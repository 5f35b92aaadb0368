//! Dialogue engine seam: the remote service that answers each user turn.

use std::collections::VecDeque;

use async_trait::async_trait;
use reqwest::Client;
use serde_json::Value;
use shared::{
    domain::Sender,
    error::EngineError,
    protocol::{ChatRequest, ChatResponse},
};
use tokio::sync::Mutex;
use tracing::debug;

#[async_trait]
pub trait DialogueEngine: Send + Sync {
    /// Performs one exchange. The response is returned unvalidated; the
    /// controller checks the reply/evaluation contract.
    async fn exchange(&self, request: &ChatRequest) -> Result<ChatResponse, EngineError>;
}

fn transport(err: reqwest::Error) -> EngineError {
    if err.is_timeout() {
        EngineError::Timeout
    } else {
        EngineError::Transport(err.to_string())
    }
}

pub struct HttpDialogueEngine {
    http: Client,
    base_url: String,
}

impl HttpDialogueEngine {
    pub fn new(base_url: impl Into<String>) -> Self {
        Self::with_client(Client::new(), base_url)
    }

    pub fn with_client(http: Client, base_url: impl Into<String>) -> Self {
        Self {
            http,
            base_url: base_url.into().trim_end_matches('/').to_string(),
        }
    }

    pub fn base_url(&self) -> &str {
        &self.base_url
    }

    /// Checks that the engine answers on its root route.
    pub async fn health(&self) -> Result<(), EngineError> {
        self.http
            .get(format!("{}/", self.base_url))
            .send()
            .await
            .map_err(transport)?
            .error_for_status()
            .map_err(transport)?;
        Ok(())
    }
}

#[async_trait]
impl DialogueEngine for HttpDialogueEngine {
    async fn exchange(&self, request: &ChatRequest) -> Result<ChatResponse, EngineError> {
        debug!(
            scenario_id = %request.scenario_id,
            chat_log_len = request.chat_log.len(),
            "engine: posting chat turn"
        );
        let body = self
            .http
            .post(format!("{}/chat", self.base_url))
            .json(request)
            .send()
            .await
            .map_err(transport)?
            .error_for_status()
            .map_err(transport)?
            .bytes()
            .await
            .map_err(transport)?;

        serde_json::from_slice(&body)
            .map_err(|e| EngineError::Protocol(format!("undecodable engine response: {e}")))
    }
}

type ScriptStep = Result<ChatResponse, EngineError>;

/// Replays queued responses in order and records every request it sees.
///
/// Used for offline practice and as a test double.
pub struct ScriptedDialogueEngine {
    script: Mutex<VecDeque<ScriptStep>>,
    /// Reloaded into `script` at the first user turn of each conversation.
    replay: Option<Vec<ScriptStep>>,
    requests: Mutex<Vec<ChatRequest>>,
}

impl ScriptedDialogueEngine {
    /// Plays `script` once; further calls fail as a transport error.
    pub fn new(script: impl IntoIterator<Item = ScriptStep>) -> Self {
        Self {
            script: Mutex::new(script.into_iter().collect()),
            replay: None,
            requests: Mutex::new(Vec::new()),
        }
    }

    /// A short roleplay that answers `replies` and then hands back
    /// `evaluation`. Every new conversation starts the script over.
    pub fn roleplay(replies: &[&str], evaluation: Value) -> Self {
        let script: Vec<ScriptStep> = replies
            .iter()
            .map(|reply| Ok(ChatResponse::reply(*reply)))
            .chain(std::iter::once(Ok(ChatResponse::evaluation(evaluation))))
            .collect();
        Self {
            script: Mutex::new(script.iter().cloned().collect()),
            replay: Some(script),
            requests: Mutex::new(Vec::new()),
        }
    }

    pub async fn requests(&self) -> Vec<ChatRequest> {
        self.requests.lock().await.clone()
    }

    pub async fn remaining(&self) -> usize {
        self.script.lock().await.len()
    }
}

#[async_trait]
impl DialogueEngine for ScriptedDialogueEngine {
    async fn exchange(&self, request: &ChatRequest) -> Result<ChatResponse, EngineError> {
        self.requests.lock().await.push(request.clone());
        let mut script = self.script.lock().await;
        if let Some(replay) = self.replay.as_ref().filter(|_| opens_conversation(request)) {
            *script = replay.iter().cloned().collect();
        }
        script
            .pop_front()
            .unwrap_or_else(|| Err(EngineError::Transport("script exhausted".to_string())))
    }
}

fn opens_conversation(request: &ChatRequest) -> bool {
    request
        .chat_log
        .iter()
        .filter(|entry| entry.sender == Sender::User)
        .count()
        == 1
}

#[cfg(test)]
#[path = "tests/engine_tests.rs"]
mod tests;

Work request: Your answer should be one number: how many lines in the records above include "format".

Exercise output: 3